El evangelio de Lucas va mostrando el camino de Jesús hacia Jerusalén, y ya sabemos lo que le esperaba allí. El signo final, la muerte y resurrección. Y de camino, Jesús nos va dejando signos. Hoy es una curación milagrosa.
La lepra hoy en día sigue siendo una enfermedad terrible. En tiempos de Jesús, la persona afectada estaba fuera de la sociedad, vivía apartada de todos, recluida con otros leprosos, se movía con una campanilla para avisar de que iba de camino… Una verdadera exclusión social. Se hacía el vacío a su alrededor. La muerte civil.
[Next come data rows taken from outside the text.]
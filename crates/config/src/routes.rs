//! Path fragments used to classify requests into tiers.

use serde::Deserialize;

/// Route shapes of the protected API.
///
/// Resource names are single path segments below `api_prefix`.
#[derive(Debug, Clone, PartialEq, Eq, Deserialize)]
#[serde(default, deny_unknown_fields)]
pub struct RouteConfig {
    /// Prefix shared by every API path.
    pub api_prefix: String,
    /// Resource accepting anonymous thought submissions with `POST`. Its collection
    /// path doubles as the main listing endpoint.
    pub thought_path: String,
    /// Dedicated search resources.
    pub search_paths: Vec<String>,
    /// Query parameter turning a listing into a search.
    pub search_param: String,
    /// Primary content resources.
    pub content_resources: Vec<String>,
    /// Notification management resources.
    pub notification_resources: Vec<String>,
}

impl Default for RouteConfig {
    fn default() -> Self {
        Self {
            api_prefix: "/api".to_string(),
            thought_path: "thoughts".to_string(),
            search_paths: vec!["search".to_string()],
            search_param: "searchTerm".to_string(),
            content_resources: ["letters", "threads", "posts", "thoughts", "users"]
                .into_iter()
                .map(String::from)
                .collect(),
            notification_resources: vec!["notifications".to_string()],
        }
    }
}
Por eso quizá es tan importante que Jesús les prestara atención, les dedicar un tiempo y les hablara. Quizá ése fue el primer momento de la sanación de esos diez enfermos. Sentirse personas otra vez. Después vino la curación física. Saberse libres de esa enfermedad terrible. Para nueve de ellos fue suficiente. Se volvieron a sus lugares de origen, a intentar reconstruir sus vidas.
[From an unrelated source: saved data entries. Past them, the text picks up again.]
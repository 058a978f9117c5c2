//! Counter stores backing the limiter pairs.

use std::time::Duration;

use async_trait::async_trait;

use crate::key::RateLimitKey;

#[cfg(test)]
pub(crate) mod fake;
pub mod memory;
pub mod redis;
pub(crate) mod redis_pool;

pub use self::memory::MemoryStore;
pub use self::redis::RedisStore;

/// A successful consumption of one point.
#[derive(Debug, Clone, Copy, PartialEq, Eq)]
pub struct Consumption {
    /// Points left in the current window.
    pub remaining_points: u32,
    /// Time until the window ends and the budget is restored.
    pub ms_before_next: u64,
}

/// Why a point could not be consumed.
#[derive(Debug, thiserror::Error)]
pub enum ConsumeError {
    /// The key has no points left in its window or is blocked.
    #[error("Quota exceeded, next point in {ms_before_next}ms")]
    QuotaExceeded {
        /// Time until the window or block ends.
        ms_before_next: u64,
    },

    /// The store could not account for the request.
    #[error(transparent)]
    Storage(#[from] StorageError),
}

/// Infrastructure failures of a store.
#[derive(Debug, thiserror::Error)]
pub enum StorageError {
    /// Could not get a connection.
    #[error("Connection error: {0}")]
    Connection(String),

    /// The store did not answer in time.
    #[error("Timed out after {0:?}")]
    Timeout(Duration),

    /// The store answered with an error or something unexpected.
    #[error("Query error: {0}")]
    Query(String),
}

/// Atomically consumes one point for a key.
///
/// Each store is bound to one tier: points, window, block duration and key prefix are
/// fixed when it is constructed.
#[async_trait]
pub trait CounterStore: Send + Sync {
    /// Short name used in logs and metrics.
    fn name(&self) -> &'static str;

    /// Consume one point for `key`.
    async fn consume(&self, key: &RateLimitKey) -> Result<Consumption, ConsumeError>;
}
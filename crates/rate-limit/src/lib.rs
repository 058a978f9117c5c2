//! Tiered admission control.
//!
//! Every inbound operation is classified into a [`Tier`], keyed by the caller's
//! identity and address, and consumes one point from a fixed-window counter. Counters
//! live in a shared primary store (Redis) with a process-local fallback; when neither
//! can decide, the operation is denied.

#![deny(missing_docs)]

mod classifier;
mod context;
mod engine;
mod error;
mod key;
mod manager;
pub mod storage;
mod tier;
mod verdict;

pub use classifier::{Classifier, ClassifierError, Operation, Predicate, Rule};
pub use config::Tier;
pub use context::ClientContext;
pub use engine::{ConsumptionEngine, LimiterPair, PairFactory};
pub use error::{RateLimitError, RateLimitExceeded};
pub use key::RateLimitKey;
pub use manager::RateLimitManager;
pub use storage::{Consumption, ConsumeError, CounterStore, MemoryStore, StorageError};
pub use tier::{TierConfig, TierRegistry};
pub use verdict::{Admission, FAIL_CLOSED_RETRY_AFTER, Verdict};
Pero hubo uno de ellos que sintió una llamada más fuerte, a ser verdaderamente agradecido. Podemos decir que, además de la curación física, a él le llego la curación espiritual. Y no fue uno delos judíos, de los “buenos”. Fue un extranjero, un samaritano, el que se dio la vuelta y se arrojó a los pies de Cristo. Reconoció en Él a su salvador. Tuvo fe, y su fe le salvó. Le dio la vida eterna, la salud – salvación para siempre.
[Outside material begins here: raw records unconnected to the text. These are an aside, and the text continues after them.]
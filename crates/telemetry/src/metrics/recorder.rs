use std::time::Instant;

use opentelemetry::{KeyValue, metrics::Histogram};

/// Wall-clock timer for one operation, reported in milliseconds.
///
/// ```rust
/// use telemetry::{KeyValue, metrics::{ADMISSION_DURATION, Recorder}};
///
/// let recorder = Recorder::start(ADMISSION_DURATION, [KeyValue::new("tier", "get:standard")]);
/// recorder.finish("allowed");
/// ```
pub struct Recorder {
    start: Instant,
    histogram: Histogram<f64>,
    attributes: Vec<KeyValue>,
}

impl Recorder {
    /// Start timing for the histogram `name`, tagged with `attributes`.
    pub fn start(name: &'static str, attributes: impl IntoIterator<Item = KeyValue>) -> Self {
        Self {
            start: Instant::now(),
            histogram: super::meter().f64_histogram(name).with_unit("ms").build(),
            attributes: attributes.into_iter().collect(),
        }
    }

    /// Records the elapsed time with an `outcome` attribute.
    pub fn finish(mut self, outcome: &'static str) {
        self.attributes.push(KeyValue::new("outcome", outcome));

        let elapsed = self.start.elapsed().as_secs_f64() * 1000.0;
        self.histogram.record(elapsed, &self.attributes);
    }
}
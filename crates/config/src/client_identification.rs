//! Client identification configuration.

use serde::Deserialize;

/// Where the server reads the caller's identity and address from.
///
/// Authentication itself happens upstream; the authenticating proxy or layer is
/// expected to put the resolved identity into `identity_header`.
#[derive(Debug, Clone, Deserialize)]
#[serde(default, deny_unknown_fields)]
pub struct ClientIdentificationConfig {
    /// Header carrying the authenticated identity.
    pub identity_header: String,
    /// Headers trusted to carry the client address, in order of preference.
    /// For comma separated lists the first entry is used.
    pub trusted_ip_headers: Vec<String>,
}

impl Default for ClientIdentificationConfig {
    fn default() -> Self {
        Self {
            identity_header: "x-user-id".to_string(),
            trusted_ip_headers: vec!["x-forwarded-for".to_string(), "x-real-ip".to_string()],
        }
    }
}
//! Metrics export settings.

use std::{collections::BTreeMap, time::Duration};

use duration_str::deserialize_duration;
use serde::Deserialize;
use url::Url;

/// Telemetry configuration for admission metrics.
#[derive(Debug, Clone, Deserialize, Default)]
#[serde(default, deny_unknown_fields)]
pub struct TelemetryConfig {
    /// Service name reported with every metric. Defaults to `turnstile`.
    service_name: Option<String>,
    /// Extra resource attributes.
    resource_attributes: BTreeMap<String, String>,
    /// OTLP push exporter.
    otlp: OtlpConfig,
}

impl TelemetryConfig {
    /// The configured service name.
    pub fn service_name(&self) -> Option<&str> {
        self.service_name.as_deref()
    }

    /// Extra resource attributes.
    pub fn resource_attributes(&self) -> &BTreeMap<String, String> {
        &self.resource_attributes
    }

    /// The OTLP exporter, if one is enabled.
    pub fn metrics_otlp_config(&self) -> Option<&OtlpConfig> {
        Some(&self.otlp).filter(|otlp| otlp.enabled)
    }
}

/// OTLP metric exporter.
#[derive(Debug, Clone, Deserialize)]
#[serde(default, deny_unknown_fields)]
pub struct OtlpConfig {
    /// Whether metrics are pushed at all.
    pub enabled: bool,
    /// Collector endpoint. The collector default port of the protocol when unset.
    pub endpoint: Option<Url>,
    /// Wire protocol.
    pub protocol: OtlpProtocol,
    /// Timeout of one export call.
    #[serde(deserialize_with = "deserialize_duration")]
    pub timeout: Duration,
    /// Delay between two exports.
    #[serde(deserialize_with = "deserialize_duration")]
    pub export_interval: Duration,
}

impl OtlpConfig {
    /// The endpoint metrics are pushed to.
    pub fn endpoint(&self) -> String {
        match (&self.endpoint, self.protocol) {
            (Some(url), _) => url.to_string(),
            (None, OtlpProtocol::Grpc) => "http://localhost:4317".to_string(),
            (None, OtlpProtocol::Http) => "http://localhost:4318/v1/metrics".to_string(),
        }
    }
}

impl Default for OtlpConfig {
    fn default() -> Self {
        Self {
            enabled: false,
            endpoint: None,
            protocol: OtlpProtocol::default(),
            timeout: Duration::from_secs(10),
            export_interval: Duration::from_secs(5),
        }
    }
}

/// OTLP wire protocol.
#[derive(Debug, Clone, Copy, Deserialize, Default, PartialEq, Eq)]
#[serde(rename_all = "lowercase")]
pub enum OtlpProtocol {
    /// gRPC.
    #[default]
    Grpc,
    /// HTTP with protobuf payloads.
    Http,
}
Nosotros quizá nos sentimos cómodos, seguros, sabedores de que somos parte de la sociedad. Quizá hayamos tenido alguna enfermedad, algún accidente, que nos haya hecho desear recuperar la salud. Y al recuperarnos, habremos dado gracias a los médicos, a las personas que nos han ayudado. Ojalá que no se nos haya olvidad dar gracias a Dios por la salud perdida y hallada.
Hay que pedirle mucho a Dios que tenga compasión de nosotros. Que nos sane, por fuera y, sobre todo, por dentro. Y cada vez que sintamos su misericordia, darle gracias. Por haberle encontrado, porque nos ha hablado, porque nos ha redimido.